Degas, Manet, Toulouse-Lautrec

Room 817 – Degas, Manet, Toulouse-Lautrec, Impressionist Wing

Rating: 8.6/10

Let me get this out of the way quickly: I both greatly enjoy and absolutely adore Henri de Toulouse-Lautrec. I enjoy him for his art and strange story, but I adore him on account of one single, solitary painting housed at the Philadelphia Museum of Art: At the Moulin Rouge, The Dance. It’s big, it’s weird, it’s colorful in a decidedly absinthy way, and it used to hang behind the bar at the actual Moulin Rouge. You can get lost imagining the residual cigarette smoke that cakes its canvas and the eminent lungs through which said smoke would have passed before making its way to the dried oils of The Dance. But we’re at The Met, so I’m compelled to talk about the Toulouse-Lautrecs here. Nothing compares, but alas.
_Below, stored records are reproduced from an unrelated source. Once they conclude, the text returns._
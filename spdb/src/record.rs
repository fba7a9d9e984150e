//! Record Types
//!
//! An [`Item`] is a primary key plus a [`Row`] of named, typed [`Value`]s.

use std::collections::HashMap;

use crate::codec::CodecError;
use crate::codec::Tag;

/// The named fields of an item.
///
/// Field iteration order is unspecified and is not stable across encodes.
pub type Row = HashMap<String, Value>;

/// One logical record.
#[derive(Clone, Debug, Default, PartialEq)]
pub struct Item {
    /// Primary key, unique within one index.
    pub pk: i64,
    /// Everything except the primary key.
    pub row: Row,
}

impl Item {
    /// Create a new item.
    pub fn new(pk: i64, row: Row) -> Self {
        Self { pk, row }
    }
}

/// A typed field value.
///
/// Every variant except [`Value::Other`] has a native wire tag. `Other` holds anything that
/// must be carried through the generic structured (JSON) encoding.
#[derive(Clone, Debug, PartialEq)]
pub enum Value {
    /// No value.
    Null,
    /// A boolean.
    Bool(bool),
    /// Any integer that fits in 64 signed bits.
    Int(i64),
    /// A 64 bit float.
    Float(f64),
    /// UTF-8 text.
    String(String),
    /// Opaque bytes.
    Bytes(Vec<u8>),
    /// Fallback, stored as JSON.
    Other(serde_json::Value),
}

impl Value {
    /// The wire tag this value encodes with.
    pub fn tag(&self) -> Tag {
        match self {
            Value::Null => Tag::Null,
            Value::Bool(_) => Tag::Bool,
            Value::Int(_) => Tag::Int,
            Value::Float(_) => Tag::Float,
            Value::String(_) => Tag::String,
            Value::Bytes(_) => Tag::Bytes,
            Value::Other(_) => Tag::Json,
        }
    }

    /// Convert into a JSON value, for display.
    ///
    /// Bytes become an array of numbers.
    pub fn to_json(&self) -> serde_json::Value {
        match self {
            Value::Null => serde_json::Value::Null,
            Value::Bool(b) => serde_json::Value::Bool(*b),
            Value::Int(i) => serde_json::Value::from(*i),
            Value::Float(f) => serde_json::Value::from(*f),
            Value::String(s) => serde_json::Value::String(s.clone()),
            Value::Bytes(b) => serde_json::Value::from(b.clone()),
            Value::Other(v) => v.clone(),
        }
    }
}

macro_rules! value_from_int {
    ($($ty:ty),*) => {
        $(
            impl From<$ty> for Value {
                fn from(v: $ty) -> Self {
                    Value::Int(i64::from(v))
                }
            }
        )*
    };
}

value_from_int!(i8, i16, i32, i64, u8, u16, u32);

impl From<isize> for Value {
    fn from(v: isize) -> Self {
        // isize is at most 64 bits on every supported target
        Value::Int(v as i64)
    }
}

impl TryFrom<u64> for Value {
    type Error = CodecError;

    fn try_from(v: u64) -> Result<Self, Self::Error> {
        i64::try_from(v)
            .map(Value::Int)
            .map_err(|_| CodecError::UnsignedOverflow(v))
    }
}

impl TryFrom<usize> for Value {
    type Error = CodecError;

    fn try_from(v: usize) -> Result<Self, Self::Error> {
        Value::try_from(v as u64)
    }
}

impl From<f32> for Value {
    fn from(v: f32) -> Self {
        Value::Float(f64::from(v))
    }
}

impl From<f64> for Value {
    fn from(v: f64) -> Self {
        Value::Float(v)
    }
}

impl From<bool> for Value {
    fn from(v: bool) -> Self {
        Value::Bool(v)
    }
}

impl From<&str> for Value {
    fn from(v: &str) -> Self {
        Value::String(v.to_string())
    }
}

impl From<String> for Value {
    fn from(v: String) -> Self {
        Value::String(v)
    }
}

impl From<Vec<u8>> for Value {
    fn from(v: Vec<u8>) -> Self {
        Value::Bytes(v)
    }
}

impl From<&[u8]> for Value {
    fn from(v: &[u8]) -> Self {
        Value::Bytes(v.to_vec())
    }
}

impl From<serde_json::Value> for Value {
    fn from(v: serde_json::Value) -> Self {
        match v {
            serde_json::Value::Null => Value::Null,
            serde_json::Value::Bool(b) => Value::Bool(b),
            serde_json::Value::String(s) => Value::String(s),
            serde_json::Value::Number(n) => {
                if let Some(i) = n.as_i64() {
                    Value::Int(i)
                } else if n.is_f64() {
                    // is_f64() means "not representable as an integer"
                    n.as_f64()
                        .map(Value::Float)
                        .unwrap_or(Value::Other(serde_json::Value::Number(n)))
                } else {
                    // Unsigned beyond i64: keep the exact digits.
                    Value::Other(serde_json::Value::Number(n))
                }
            }
            other => Value::Other(other),
        }
    }
}

#[cfg(test)]
mod tests {
    use super::*;

    #[test]
    fn it_normalizes_integer_widths() {
        assert_eq!(Value::from(7u8), Value::Int(7));
        assert_eq!(Value::from(-7i16), Value::Int(-7));
        assert_eq!(Value::from(u32::MAX), Value::Int(u32::MAX as i64));
        assert_eq!(Value::try_from(12u64).expect("fits"), Value::Int(12));
    }

    #[test]
    fn it_rejects_oversized_unsigned() {
        let err = Value::try_from(u64::MAX).expect_err("too large");
        assert!(matches!(err, CodecError::UnsignedOverflow(u64::MAX)));
    }

    #[test]
    fn it_converts_json_values() {
        let json: serde_json::Value =
            serde_json::from_str(r#"{"a": 1, "b": 2.5, "c": "x", "d": [1, 2], "e": null}"#)
                .expect("parses");
        let obj = json.as_object().expect("object");
        assert_eq!(Value::from(obj["a"].clone()), Value::Int(1));
        assert_eq!(Value::from(obj["b"].clone()), Value::Float(2.5));
        assert_eq!(Value::from(obj["c"].clone()), Value::String("x".to_string()));
        assert_eq!(Value::from(obj["e"].clone()), Value::Null);
        assert_eq!(Value::from(obj["d"].clone()).tag(), Tag::Json);
    }

    #[test]
    fn it_keeps_huge_unsigned_json_exact() {
        let json: serde_json::Value = serde_json::from_str("18446744073709551615").expect("parses");
        let value = Value::from(json.clone());
        assert_eq!(value, Value::Other(json));
    }
}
HTL does not get nearly enough credit for his modernity. Sure, Monet invented every girl’s favorite painting genre, and Cézanne was the flashier envelope-pusher, but let’s root for the underdog for a second. The, wide-open, unfinished feeling to his canvases — like he was rushing them off the press to settle a critical gambling debt, or pay for an overdue tab at a nearby bistro — is palpable, and yet each painting manages to feel whole. His women are always striking but almost never beautiful; his men of strange shapes, sizes and contortions, beating Schiele to the punch. The eyes of his figures are always some concoction of mischief and malice, disgust for the world and an impatience to imbibe it. Perhaps these were the eyes of HTL himself, or maybe they were the eyes he saw in passersby, the tragically small and strange man that he was. 

Manet is my least favorite of the three artists in this room by far. Outing myself as a dilettante here, but the work is a yawn. (His stuff at the PMA, again, is better.) There are strokes of brilliance, but his canvases are something like a deep fried meme to me. Does he have his spectacular images? Yes. Do I leap for joy when I see his unmistakeable compositional style in a room? Firmly not. But is there any better marker of a true voice than to say that you definitively know a Manet when you see one? Perhaps there’s more to learn. 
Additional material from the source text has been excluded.